LAUSR

Doxorubicin (DOX) is a broad-spectrum chemotherapy drug to treat tumors. However, severe side effects and development of DOX resistance hinder its clinical application. In order to overcome DOX resistance, DOX/TPP-DOX@Pasp-hyd-PEG-FA micelles were prepared by using newly synthesized comb-like amphiphilic material Pasp-hyd-PEG-FA. Drug released in vitro from micelles showed a pH-dependent manner.
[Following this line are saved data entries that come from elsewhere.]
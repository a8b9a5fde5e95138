//! Configuration validation with range checks.

use crate::error::ConfigError;

use super::Config;

impl Config {
    /// Validate configuration values are within acceptable ranges.
    pub(crate) fn validate(&self) -> Result<(), ConfigError> {
        if self.processing.max_workers == 0 {
            return Err(ConfigError::ValidationError(
                "processing.max_workers must be > 0".into(),
            ));
        }
        if self.processing.supported_formats.is_empty() && self.processing.raw_formats.is_empty()
        {
            return Err(ConfigError::ValidationError(
                "processing.supported_formats and processing.raw_formats cannot both be empty"
                    .into(),
            ));
        }
        if !(1..=100).contains(&self.output.jpeg_quality) {
            return Err(ConfigError::ValidationError(
                "output.jpeg_quality must be between 1 and 100".into(),
            ));
        }
        if self.output.dir.as_os_str().is_empty() {
            return Err(ConfigError::ValidationError(
                "output.dir must not be empty".into(),
            ));
        }
        Ok(())
    }
}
DOX/TPP-DOX@Pasp-hyd-PEG-FA induced more apoptosis in KB cell and MCF-7/ADR cell than DOX@Pasp-hyd-PEG-FA. Confocal laser scanning microscopy experiment indicated that DOX/TPP-DOX@Pasp-hyd-PEG-FA delivered TPP-DOX and DOX to the nucleus and mitochondria of the tumor cell simultaneously. Thus, DOX/TPP-DOX@Pasp-hyd-PEG-FA could significantly damage the mitochondrial membrane potential. DOX/TPP-DOX@Pasp-hyd-PEG-FA markedly shrinked the tumor volume in tumor-bearing nude mice grafted with MCF-7/ADR cell as compared with the same dose of free DOX. DOX was mainly accumulated in tumor tissue after DOX/TPP-DOX@Pasp-hyd-PEG-FA was injected to tumor-bearing nude mice by tail vein. After free DOX was injected to tumor-bearing nude mice by tail vein, DOX widely distributed through the whole body. Therefore, mitochondria and nucleus dual delivery system has potential in overcoming DOX resistance.